Wednesday, May 14, 2008

Setting Default Values on Automatic Properties

Introduction

C# 3.0 introduces a great new feature called Automatic Properties, and if you haven’t already read about them, I would encourage you to read Scott Guthrie's introductory post.

As great as they are and as much time as they save, Automatic Properties have a serious drawback – you can’t set the default value of the property. Instead, the compiler will initialize value properties to 0, reference properties to null, and enum’s to the first member, and while this might work for some applications, it wasn’t working for mine.

Background

When I thought about the implementation, two options became apparent. One, I could create a base object class and have all of my classes inherit from this base class. This however isn’t a great solution because a number of my classes inherit from other classes outside of my control, and since .NET does not support multiple inheritances, it was clear this wasn’t going to work. To my rescue was the also new C# 3.0 feature, Extension Methods. If you haven’t already heard about Extension Methods I’d recommend reading another one of Scott Guthrie's blog posts about them.

Using the Code

Using the code requires that you decorate your properties with an attribute already available in the System.ComponentModel namespace – if you haven’t already guessed it, it’s the aptly named DefaultValueAttribute attribute. As well, it requires a quick call to the InitDefaults() extension method from the constructor which I will discuss a bit later.

The attached code supplies a demo implementation of the TestObject and TestObjectInherited classes:

public class TestObject
{
public TestObject()
{
this.InitDefaults();
}

[DefaultValue(-45)]
public int DefaultInt
{
get;
set;
}

[DefaultValue(10.23)]
public double DefaultDouble
{
get;
set;
}

[DefaultValue(true)]
public bool DefaultBool
{
get;
set;
}

[DefaultValue(TestEnum.Value2)]
public TestEnum DefaultEnum
{
get;
set;
}

[DefaultValue("DefaultString!")]
public string DefaultString
{
get;
set;
}

public string StringWithoutDefault
{
get;
set;
}

public string ValueOfPrivateProperty
{
get
{
return PrivateProperty;
}
}

[DefaultValue("This is a private property!")]
protected string PrivateProperty
{
get;
set;
}
}


The magical InitDefaults() method is implemented as an extension method which uses reflection to set the value of the properties to the default value:



public static void InitDefaults(this object o)
{
PropertyInfo[] props = o.GetType().GetProperties(BindingFlags.Public | BindingFlags.NonPublic | BindingFlags.Instance | BindingFlags.Static);

for (int i = 0; i < props.Length; i++)
{
PropertyInfo prop = props[i];

if (prop.GetCustomAttributes(true).Length > 0)
{
object[] defaultValueAttribute = prop.GetCustomAttributes(typeof(DefaultValueAttribute), true);

if (defaultValueAttribute != null)
{
DefaultValueAttribute dva = defaultValueAttribute[0] as DefaultValueAttribute;

if(dva != null)
prop.SetValue(o, dva.Value, null);
}
}
}
}


Points of Interest



I decided to support initializing the default value of properties in inherited classes, but if you don’t want this behaviour you can simply pass false to GetCustomAttributes()

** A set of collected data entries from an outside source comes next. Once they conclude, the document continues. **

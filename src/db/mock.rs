//! Mock query backend for testing.
//!
//! Returns predefined rows (or a predefined failure) and records every
//! statement it was asked to run.

use super::{QueryBackend, Row};
use crate::error::{AgentError, Result};
use async_trait::async_trait;
use std::sync::{Arc, Mutex};

/// A mock backend that returns canned results.
#[derive(Debug, Clone, Default)]
pub struct MockBackend {
    rows: Vec<Row>,
    failure: Option<String>,
    executed: Arc<Mutex<Vec<String>>>,
}

impl MockBackend {
    /// Creates a mock backend that returns no rows.
    pub fn new() -> Self {
        Self::default()
    }

    /// Creates a mock backend that returns the given rows for every statement.
    pub fn with_rows(rows: Vec<Row>) -> Self {
        Self {
            rows,
            ..Self::default()
        }
    }

    /// Creates a mock backend whose every execution fails with `message`.
    pub fn failing(message: impl Into<String>) -> Self {
        Self {
            failure: Some(message.into()),
            ..Self::default()
        }
    }

    /// Returns a handle to the statements executed so far.
    ///
    /// The handle stays valid after the backend is moved into an executor.
    pub fn executed(&self) -> Arc<Mutex<Vec<String>>> {
        Arc::clone(&self.executed)
    }
}

#[async_trait]
impl QueryBackend for MockBackend {
    async fn fetch_rows(&self, sql: &str) -> Result<Vec<Row>> {
        if let Ok(mut executed) = self.executed.lock() {
            executed.push(sql.to_string());
        }

        match &self.failure {
            Some(message) => Err(AgentError::execution(sql, message.clone())),
            None => Ok(self.rows.clone()),
        }
    }
}
//! Database abstraction layer for data-agent.
//!
//! Provides a trait-based interface over the two execution backends, so the
//! executor can dispatch on a closed `ExecutionTarget` instead of comparing
//! strings at each call site.

mod mock;
mod relational;
mod schema;
mod types;
mod warehouse;

pub use mock::MockBackend;
pub use relational::RelationalBackend;
pub use schema::{Column, ColumnType, SchemaDescriptor};
pub use types::{Row, Value};
pub use warehouse::WarehouseBackend;

use crate::error::Result;
use async_trait::async_trait;
use serde::{Deserialize, Serialize};
use std::fmt;
use std::str::FromStr;

/// Backend that validated SQL is executed against.
#[derive(Debug, Clone, Copy, PartialEq, Eq, Hash, Default, Serialize, Deserialize)]
#[serde(rename_all = "snake_case")]
pub enum ExecutionTarget {
    /// Columnar warehouse (BigQuery).
    Warehouse,
    /// Managed relational database (MySQL, or SQLite for local use).
    #[default]
    RelationalDb,
}

impl ExecutionTarget {
    /// Returns the target as a string.
    pub fn as_str(&self) -> &'static str {
        match self {
            Self::Warehouse => "warehouse",
            Self::RelationalDb => "relational_db",
        }
    }

    /// SQL dialect the model is asked to produce for this target.
    pub fn dialect(&self) -> &'static str {
        match self {
            Self::Warehouse => "BigQuery Standard SQL",
            Self::RelationalDb => "MySQL 8",
        }
    }
}

impl FromStr for ExecutionTarget {
    type Err = String;

    fn from_str(s: &str) -> std::result::Result<Self, Self::Err> {
        match s.to_lowercase().as_str() {
            "warehouse" | "bigquery" => Ok(Self::Warehouse),
            "relational_db" | "relational-db" | "cloudsql" | "mysql" | "sqlite" => {
                Ok(Self::RelationalDb)
            }
            _ => Err(format!(
                "Unknown execution target: {s}. Expected: warehouse or relational-db"
            )),
        }
    }
}

impl fmt::Display for ExecutionTarget {
    fn fmt(&self, f: &mut fmt::Formatter<'_>) -> fmt::Result {
        f.write_str(self.as_str())
    }
}

/// Trait implemented by each execution backend.
///
/// Implementations materialize every result row before returning.
#[async_trait]
pub trait QueryBackend: Send + Sync {
    /// Executes one statement and returns all rows keyed by column name.
    async fn fetch_rows(&self, sql: &str) -> Result<Vec<Row>>;
}
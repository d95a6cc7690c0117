//! SQL guard.
//!
//! A coarse textual denylist applied before execution. Markdown code fences
//! are stripped, then the statement is searched case-insensitively for
//! destructive keywords. No parsing is involved, so a keyword inside a string
//! literal is still rejected and a keyword hidden behind a comment is not.

use crate::config::GuardConfig;
use crate::error::{AgentError, Result};
use std::fmt;

/// Keywords rejected by default. The trailing space is part of the match.
const DEFAULT_DENYLIST: [&str; 3] = ["drop ", "truncate ", "alter "];

/// Added to the denylist when `guard.reject_delete` is set.
const DELETE_KEYWORD: &str = "delete ";

/// Reason reported for every rejection.
const REJECTION_REASON: &str = "destructive statement detected";

/// Outcome of validating a statement.
#[derive(Debug, Clone, PartialEq, Eq)]
pub enum GuardVerdict {
    /// The fence-stripped, trimmed statement, safe to execute.
    Approved(String),
    /// The statement matched the denylist.
    Rejected {
        reason: String,
        keyword: String,
        sql: String,
    },
}

impl GuardVerdict {
    /// Returns true if the statement was approved.
    pub fn is_approved(&self) -> bool {
        matches!(self, Self::Approved(_))
    }

    /// Converts the verdict into the approved SQL or a `RejectedSql` error.
    pub fn into_result(self) -> Result<String> {
        match self {
            Self::Approved(sql) => Ok(sql),
            Self::Rejected { reason, sql, .. } => Err(AgentError::rejected(reason, sql)),
        }
    }
}

impl fmt::Display for GuardVerdict {
    fn fmt(&self, f: &mut fmt::Formatter<'_>) -> fmt::Result {
        match self {
            Self::Approved(_) => write!(f, "Approved"),
            Self::Rejected { keyword, .. } => write!(f, "Rejected ({})", keyword.trim()),
        }
    }
}

/// Denylist-based statement validator.
#[derive(Debug, Clone)]
pub struct SqlGuard {
    denylist: Vec<&'static str>,
}

impl SqlGuard {
    /// Creates a guard with the default denylist.
    pub fn new() -> Self {
        Self {
            denylist: DEFAULT_DENYLIST.to_vec(),
        }
    }

    /// Creates a guard that also rejects `delete `.
    pub fn with_delete_rejected() -> Self {
        let mut guard = Self::new();
        guard.denylist.push(DELETE_KEYWORD);
        guard
    }

    /// Creates a guard from the `[guard]` section.
    pub fn from_config(config: &GuardConfig) -> Self {
        if config.reject_delete {
            Self::with_delete_rejected()
        } else {
            Self::new()
        }
    }

    /// Returns the active denylist.
    pub fn denylist(&self) -> &[&'static str] {
        &self.denylist
    }

    /// Validates a statement.
    pub fn validate(&self, sql: &str) -> GuardVerdict {
        let cleaned = strip_code_fences(sql);
        let lowered = cleaned.to_lowercase();

        match self.denylist.iter().find(|kw| lowered.contains(*kw)) {
            Some(keyword) => GuardVerdict::Rejected {
                reason: REJECTION_REASON.to_string(),
                keyword: keyword.to_string(),
                sql: cleaned,
            },
            None => GuardVerdict::Approved(cleaned),
        }
    }
}

impl Default for SqlGuard {
    fn default() -> Self {
        Self::new()
    }
}

/// Removes every `` ```sql `` and `` ``` `` marker and trims the result.
pub fn strip_code_fences(sql: &str) -> String {
    sql.replace("```sql", "").replace("```", "").trim().to_string()
}
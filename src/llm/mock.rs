//! Mock text generator for testing.
//!
//! Replays scripted responses in order and records every prompt it receives.

use async_trait::async_trait;
use std::sync::atomic::{AtomicUsize, Ordering};
use std::sync::{Arc, Mutex};

use crate::error::{AgentError, Result};
use crate::llm::TextGenerator;

/// Mock generator that returns canned responses.
///
/// Each call consumes the next scripted response. Once the script runs out,
/// calls fail with a gateway error.
#[derive(Debug, Clone, Default)]
pub struct MockTextGenerator {
    responses: Vec<std::result::Result<String, String>>,
    calls: Arc<AtomicUsize>,
    prompts: Arc<Mutex<Vec<String>>>,
}

impl MockTextGenerator {
    /// Creates a mock that returns the given responses in order.
    pub fn new<S: Into<String>>(responses: Vec<S>) -> Self {
        Self {
            responses: responses.into_iter().map(|r| Ok(r.into())).collect(),
            ..Self::default()
        }
    }

    /// Creates a mock whose every call fails, simulating an unreachable service.
    pub fn unavailable() -> Self {
        Self::default()
    }

    /// Appends a failing response to the script.
    pub fn then_fail(mut self, message: impl Into<String>) -> Self {
        self.responses.push(Err(message.into()));
        self
    }

    /// Returns the number of calls made so far.
    pub fn call_count(&self) -> usize {
        self.calls.load(Ordering::SeqCst)
    }

    /// Returns a handle to the prompts received so far.
    pub fn prompts(&self) -> Arc<Mutex<Vec<String>>> {
        Arc::clone(&self.prompts)
    }
}

#[async_trait]
impl TextGenerator for MockTextGenerator {
    async fn generate(&self, prompt: &str) -> Result<String> {
        let index = self.calls.fetch_add(1, Ordering::SeqCst);
        if let Ok(mut prompts) = self.prompts.lock() {
            prompts.push(prompt.to_string());
        }

        match self.responses.get(index) {
            Some(Ok(response)) => Ok(response.clone()),
            Some(Err(message)) => Err(AgentError::gateway(message.clone())),
            None => Err(AgentError::gateway("Mock generator unavailable")),
        }
    }
}
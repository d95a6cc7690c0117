//! Translation, validation and execution for data-agent.
//!
//! This module isolates the question-to-rows flow from the command-line
//! surface so it can be tested independently.

pub mod executor;
pub mod pipeline;
pub mod translator;

pub use executor::SqlExecutor;
pub use pipeline::{ExecutionResult, QueryPipeline};
pub use translator::Translator;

if (prop.GetCustomAttributes(false).Length > 0)
{
object[] defaultValueAttribute = prop.GetCustomAttributes(typeof(DefaultValueAttribute), false);

if (defaultValueAttribute != null)
{
DefaultValueAttribute dva = defaultValueAttribute[0] as DefaultValueAttribute;

if(dva != null)
prop.SetValue(o, dva.Value, null);
}
}

1 comment:

Laughing John said...

I've opened an MS connect to request initialization as a language feature. If anyone is interested please add your vote/comments.